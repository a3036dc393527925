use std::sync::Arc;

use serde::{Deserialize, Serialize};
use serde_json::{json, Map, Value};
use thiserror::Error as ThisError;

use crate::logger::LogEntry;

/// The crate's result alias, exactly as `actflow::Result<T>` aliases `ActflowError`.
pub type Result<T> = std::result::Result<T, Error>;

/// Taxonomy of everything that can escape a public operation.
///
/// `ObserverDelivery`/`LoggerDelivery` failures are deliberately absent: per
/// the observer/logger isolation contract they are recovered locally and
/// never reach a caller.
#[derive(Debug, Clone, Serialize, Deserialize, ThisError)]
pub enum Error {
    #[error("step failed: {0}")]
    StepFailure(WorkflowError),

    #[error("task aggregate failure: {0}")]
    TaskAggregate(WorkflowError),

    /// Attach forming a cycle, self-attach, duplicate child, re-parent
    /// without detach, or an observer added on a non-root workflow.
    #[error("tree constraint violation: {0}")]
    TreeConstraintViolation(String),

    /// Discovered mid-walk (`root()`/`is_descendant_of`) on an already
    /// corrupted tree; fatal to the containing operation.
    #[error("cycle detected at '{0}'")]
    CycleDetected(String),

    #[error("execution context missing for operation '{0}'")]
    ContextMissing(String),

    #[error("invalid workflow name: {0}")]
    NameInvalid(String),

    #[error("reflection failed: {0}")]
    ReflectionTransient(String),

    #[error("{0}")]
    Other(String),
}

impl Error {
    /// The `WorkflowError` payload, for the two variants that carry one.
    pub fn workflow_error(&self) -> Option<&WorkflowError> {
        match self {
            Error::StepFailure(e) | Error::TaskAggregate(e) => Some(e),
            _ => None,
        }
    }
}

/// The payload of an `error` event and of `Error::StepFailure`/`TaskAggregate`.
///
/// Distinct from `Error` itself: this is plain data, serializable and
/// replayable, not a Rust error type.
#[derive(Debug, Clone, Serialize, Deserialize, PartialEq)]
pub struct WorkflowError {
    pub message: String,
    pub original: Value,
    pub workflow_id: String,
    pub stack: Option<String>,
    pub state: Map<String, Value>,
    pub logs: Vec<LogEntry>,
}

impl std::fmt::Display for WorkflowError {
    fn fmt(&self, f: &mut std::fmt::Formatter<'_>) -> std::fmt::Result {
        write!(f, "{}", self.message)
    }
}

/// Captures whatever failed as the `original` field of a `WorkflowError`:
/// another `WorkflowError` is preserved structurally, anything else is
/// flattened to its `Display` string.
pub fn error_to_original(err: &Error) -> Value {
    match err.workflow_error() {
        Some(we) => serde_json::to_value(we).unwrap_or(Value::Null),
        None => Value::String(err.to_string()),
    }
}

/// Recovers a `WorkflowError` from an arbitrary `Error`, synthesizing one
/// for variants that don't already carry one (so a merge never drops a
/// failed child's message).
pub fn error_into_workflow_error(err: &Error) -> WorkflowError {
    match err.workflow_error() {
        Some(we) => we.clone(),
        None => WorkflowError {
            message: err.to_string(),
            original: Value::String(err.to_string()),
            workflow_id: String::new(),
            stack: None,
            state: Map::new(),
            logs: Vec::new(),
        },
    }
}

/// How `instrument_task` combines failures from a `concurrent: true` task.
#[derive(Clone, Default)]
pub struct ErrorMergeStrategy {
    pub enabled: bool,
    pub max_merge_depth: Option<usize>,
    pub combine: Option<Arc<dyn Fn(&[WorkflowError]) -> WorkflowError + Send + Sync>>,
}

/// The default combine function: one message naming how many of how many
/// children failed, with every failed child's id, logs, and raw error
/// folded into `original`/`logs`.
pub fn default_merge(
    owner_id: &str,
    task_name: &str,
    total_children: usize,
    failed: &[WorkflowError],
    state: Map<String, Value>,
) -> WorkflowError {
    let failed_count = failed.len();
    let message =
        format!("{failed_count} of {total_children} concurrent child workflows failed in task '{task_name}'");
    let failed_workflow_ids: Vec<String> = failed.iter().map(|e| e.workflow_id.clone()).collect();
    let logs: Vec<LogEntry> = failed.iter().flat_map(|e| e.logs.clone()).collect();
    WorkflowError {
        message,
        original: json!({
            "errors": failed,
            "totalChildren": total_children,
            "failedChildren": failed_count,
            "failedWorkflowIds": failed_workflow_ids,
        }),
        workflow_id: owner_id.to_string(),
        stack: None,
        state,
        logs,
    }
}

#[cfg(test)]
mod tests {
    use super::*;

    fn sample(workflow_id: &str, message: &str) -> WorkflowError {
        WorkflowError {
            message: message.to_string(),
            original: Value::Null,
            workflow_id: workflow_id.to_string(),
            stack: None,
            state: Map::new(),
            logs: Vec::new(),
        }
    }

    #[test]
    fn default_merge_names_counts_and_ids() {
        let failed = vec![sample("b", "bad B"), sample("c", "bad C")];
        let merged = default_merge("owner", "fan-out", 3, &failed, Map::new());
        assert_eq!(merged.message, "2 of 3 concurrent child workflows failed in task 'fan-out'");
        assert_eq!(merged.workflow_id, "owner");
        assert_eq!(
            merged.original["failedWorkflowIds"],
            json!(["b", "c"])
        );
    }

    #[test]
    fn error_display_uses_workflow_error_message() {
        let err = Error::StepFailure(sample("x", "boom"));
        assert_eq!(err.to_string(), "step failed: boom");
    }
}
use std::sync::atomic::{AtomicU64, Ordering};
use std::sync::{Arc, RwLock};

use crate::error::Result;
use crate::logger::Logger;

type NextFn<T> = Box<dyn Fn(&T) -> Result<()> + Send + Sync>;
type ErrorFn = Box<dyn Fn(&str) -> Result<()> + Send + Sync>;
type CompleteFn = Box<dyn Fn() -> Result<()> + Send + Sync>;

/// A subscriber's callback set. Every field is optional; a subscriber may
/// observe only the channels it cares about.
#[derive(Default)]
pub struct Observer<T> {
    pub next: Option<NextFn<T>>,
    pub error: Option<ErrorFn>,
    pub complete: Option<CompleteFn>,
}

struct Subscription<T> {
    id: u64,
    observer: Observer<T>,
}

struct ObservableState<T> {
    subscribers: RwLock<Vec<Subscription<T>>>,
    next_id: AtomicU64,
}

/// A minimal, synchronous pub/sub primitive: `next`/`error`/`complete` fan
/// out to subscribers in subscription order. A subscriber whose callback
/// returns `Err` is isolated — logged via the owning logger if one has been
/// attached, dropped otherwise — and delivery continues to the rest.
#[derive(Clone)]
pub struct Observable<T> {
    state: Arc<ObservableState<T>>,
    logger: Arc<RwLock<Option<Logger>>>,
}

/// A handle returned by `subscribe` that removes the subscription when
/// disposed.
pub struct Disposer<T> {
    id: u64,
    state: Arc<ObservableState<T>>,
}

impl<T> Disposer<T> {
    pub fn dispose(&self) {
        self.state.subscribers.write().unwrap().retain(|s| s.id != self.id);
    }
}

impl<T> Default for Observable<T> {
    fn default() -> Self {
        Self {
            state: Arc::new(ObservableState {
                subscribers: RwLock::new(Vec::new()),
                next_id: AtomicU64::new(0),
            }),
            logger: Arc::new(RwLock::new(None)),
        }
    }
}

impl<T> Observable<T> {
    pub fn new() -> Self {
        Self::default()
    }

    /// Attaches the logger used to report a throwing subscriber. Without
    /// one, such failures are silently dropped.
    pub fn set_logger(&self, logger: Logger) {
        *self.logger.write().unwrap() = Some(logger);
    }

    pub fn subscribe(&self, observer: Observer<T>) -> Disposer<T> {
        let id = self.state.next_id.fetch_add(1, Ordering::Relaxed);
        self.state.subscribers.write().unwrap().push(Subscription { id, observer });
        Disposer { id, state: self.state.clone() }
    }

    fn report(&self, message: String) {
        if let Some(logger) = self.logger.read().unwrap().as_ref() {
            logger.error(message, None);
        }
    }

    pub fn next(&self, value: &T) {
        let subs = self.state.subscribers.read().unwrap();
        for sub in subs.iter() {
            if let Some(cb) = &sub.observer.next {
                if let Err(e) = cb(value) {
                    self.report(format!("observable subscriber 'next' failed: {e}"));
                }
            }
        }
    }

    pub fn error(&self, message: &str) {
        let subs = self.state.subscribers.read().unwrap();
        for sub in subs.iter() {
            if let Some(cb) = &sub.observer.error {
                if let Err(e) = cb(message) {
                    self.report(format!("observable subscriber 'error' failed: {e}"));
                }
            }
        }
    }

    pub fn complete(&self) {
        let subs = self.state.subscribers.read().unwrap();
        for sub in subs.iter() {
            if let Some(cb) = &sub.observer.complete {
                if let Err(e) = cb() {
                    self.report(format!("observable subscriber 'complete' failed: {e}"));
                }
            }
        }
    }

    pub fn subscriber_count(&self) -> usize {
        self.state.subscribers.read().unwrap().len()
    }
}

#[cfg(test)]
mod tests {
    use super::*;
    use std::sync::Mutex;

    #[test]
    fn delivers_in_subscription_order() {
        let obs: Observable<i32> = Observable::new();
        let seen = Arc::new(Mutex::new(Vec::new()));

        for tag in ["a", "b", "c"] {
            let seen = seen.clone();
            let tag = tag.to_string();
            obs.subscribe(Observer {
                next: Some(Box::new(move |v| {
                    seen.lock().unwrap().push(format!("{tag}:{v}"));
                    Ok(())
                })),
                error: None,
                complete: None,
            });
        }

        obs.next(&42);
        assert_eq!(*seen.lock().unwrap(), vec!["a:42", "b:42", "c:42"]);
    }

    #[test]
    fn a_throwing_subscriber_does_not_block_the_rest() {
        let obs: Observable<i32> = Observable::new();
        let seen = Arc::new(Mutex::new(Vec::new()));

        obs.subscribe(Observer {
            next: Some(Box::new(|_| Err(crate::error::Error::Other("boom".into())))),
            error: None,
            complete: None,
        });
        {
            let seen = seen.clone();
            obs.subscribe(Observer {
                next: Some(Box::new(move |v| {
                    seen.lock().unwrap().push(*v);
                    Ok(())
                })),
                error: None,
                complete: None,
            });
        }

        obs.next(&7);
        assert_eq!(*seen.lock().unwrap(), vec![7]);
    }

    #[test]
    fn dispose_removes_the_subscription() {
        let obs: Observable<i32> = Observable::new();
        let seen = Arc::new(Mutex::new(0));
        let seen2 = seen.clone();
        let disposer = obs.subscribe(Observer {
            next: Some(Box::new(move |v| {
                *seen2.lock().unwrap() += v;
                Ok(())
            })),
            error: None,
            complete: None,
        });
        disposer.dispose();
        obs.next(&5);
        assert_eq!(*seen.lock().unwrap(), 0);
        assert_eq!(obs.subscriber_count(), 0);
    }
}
* * * * * * *
- EXERCISE DETAILS
Beginning with the first line of the entries, repeat each line exactly until you have reproduced the one containing "use crate::logger::LogEntry;", and add nothing further.

- EXERCISE OUTPUT
repository a3036dc393527925
use std::sync::Arc;

use serde::{Deserialize, Serialize};
use serde_json::{json, Map, Value};
use thiserror::Error as ThisError;

use crate::logger::LogEntry;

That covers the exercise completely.